═════ THE INPUT ═════
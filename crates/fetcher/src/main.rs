//! Kubecost Fetcher - daily cost efficiency extraction
//!
//! This binary runs as a batch job: it fetches one day of allocation data
//! per aggregate kind, appends it to the CSV datasets in S3 and exits.

use anyhow::Result;
use chrono::Utc;
use fetcher_lib::{
    run_all,
    storage::{LocalMirror, S3Store},
    AllocationClientBuilder, PipelineContextBuilder,
};
use std::sync::Arc;
use tracing::{info, warn};
use tracing_subscriber::{fmt, prelude::*, EnvFilter};

mod config;

#[tokio::main]
async fn main() -> Result<()> {
    // Initialize tracing with JSON output and env filter
    tracing_subscriber::registry()
        .with(EnvFilter::try_from_default_env().unwrap_or_else(|_| EnvFilter::new("info")))
        .with(fmt::layer().json())
        .init();

    info!("Starting kubecost-fetcher");

    let config = config::FetcherConfig::load()?;
    let window = config.report_window(Utc::now())?;
    let descriptors = config.descriptors();
    info!(
        cluster = %config.cluster_name,
        bucket = %config.bucket_name,
        region = %config.bucket_region,
        window = %window,
        "Fetcher configured"
    );

    let client = AllocationClientBuilder::new()
        .endpoint(&config.kubecost_endpoint)
        .max_attempts(config.max_attempts)
        .retry_delay(config.retry_delay())
        .request_timeout(config.request_timeout())
        .build()?;

    let store = S3Store::new(&config.bucket_name, &config.bucket_region).await;

    let mut builder = PipelineContextBuilder::new()
        .client(client)
        .store(Arc::new(store))
        .cluster_name(&config.cluster_name)
        .window(window);
    if config.local_copy {
        builder = builder.mirror(LocalMirror::new(&config.output_dir));
    }
    let ctx = Arc::new(builder.build()?);

    let reports = run_all(Arc::clone(&ctx), descriptors).await;
    for report in &reports {
        info!(
            kind = %report.kind,
            outcome = report.outcome.label(),
            duration_secs = report.duration.as_secs_f64(),
            "Pipeline report"
        );
    }

    if let Some(path) = &config.metrics_textfile {
        match ctx.metrics().write_textfile(path).await {
            Ok(()) => info!(path = ?path, "Metrics exported"),
            Err(e) => warn!(path = ?path, error = %e, "Failed to export metrics"),
        }
    }

    // Per-kind failures are reported above; they do not change the exit status
    Ok(())
}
═════
WORK INSTRUCTIONS: Your task is to retype all of the records exactly.

ANSWER TO THIS PROBLEM:
filename crates/fetcher/src/main.rs
//! Kubecost Fetcher - daily cost efficiency extraction
//!
//! This binary runs as a batch job: it fetches one day of allocation data
//! per aggregate kind, appends it to the CSV datasets in S3 and exits.

use anyhow::Result;
use chrono::Utc;
use fetcher_lib::{
    run_all,
    storage::{LocalMirror, S3Store},
    AllocationClientBuilder, PipelineContextBuilder,
};
use std::sync::Arc;
use tracing::{info, warn};
use tracing_subscriber::{fmt, prelude::*, EnvFilter};

mod config;

#[tokio::main]
async fn main() -> Result<()> {
    // Initialize tracing with JSON output and env filter
    tracing_subscriber::registry()
        .with(EnvFilter::try_from_default_env().unwrap_or_else(|_| EnvFilter::new("info")))
        .with(fmt::layer().json())
        .init();

    info!("Starting kubecost-fetcher");

    let config = config::FetcherConfig::load()?;
    let window = config.report_window(Utc::now())?;
    let descriptors = config.descriptors();
    info!(
        cluster = %config.cluster_name,
        bucket = %config.bucket_name,
        region = %config.bucket_region,
        window = %window,
        "Fetcher configured"
    );

    let client = AllocationClientBuilder::new()
        .endpoint(&config.kubecost_endpoint)
        .max_attempts(config.max_attempts)
        .retry_delay(config.retry_delay())
        .request_timeout(config.request_timeout())
        .build()?;

    let store = S3Store::new(&config.bucket_name, &config.bucket_region).await;

    let mut builder = PipelineContextBuilder::new()
        .client(client)
        .store(Arc::new(store))
        .cluster_name(&config.cluster_name)
        .window(window);
    if config.local_copy {
        builder = builder.mirror(LocalMirror::new(&config.output_dir));
    }
    let ctx = Arc::new(builder.build()?);

    let reports = run_all(Arc::clone(&ctx), descriptors).await;
    for report in &reports {
        info!(
            kind = %report.kind,
            outcome = report.outcome.label(),
            duration_secs = report.duration.as_secs_f64(),
            "Pipeline report"
        );
    }

    if let Some(path) = &config.metrics_textfile {
        match ctx.metrics().write_textfile(path).await {
            Ok(()) => info!(path = ?path, "Metrics exported"),
            Err(e) => warn!(path = ?path, error = %e, "Failed to export metrics"),
        }
    }

    // Per-kind failures are reported above; they do not change the exit status
    Ok(())
}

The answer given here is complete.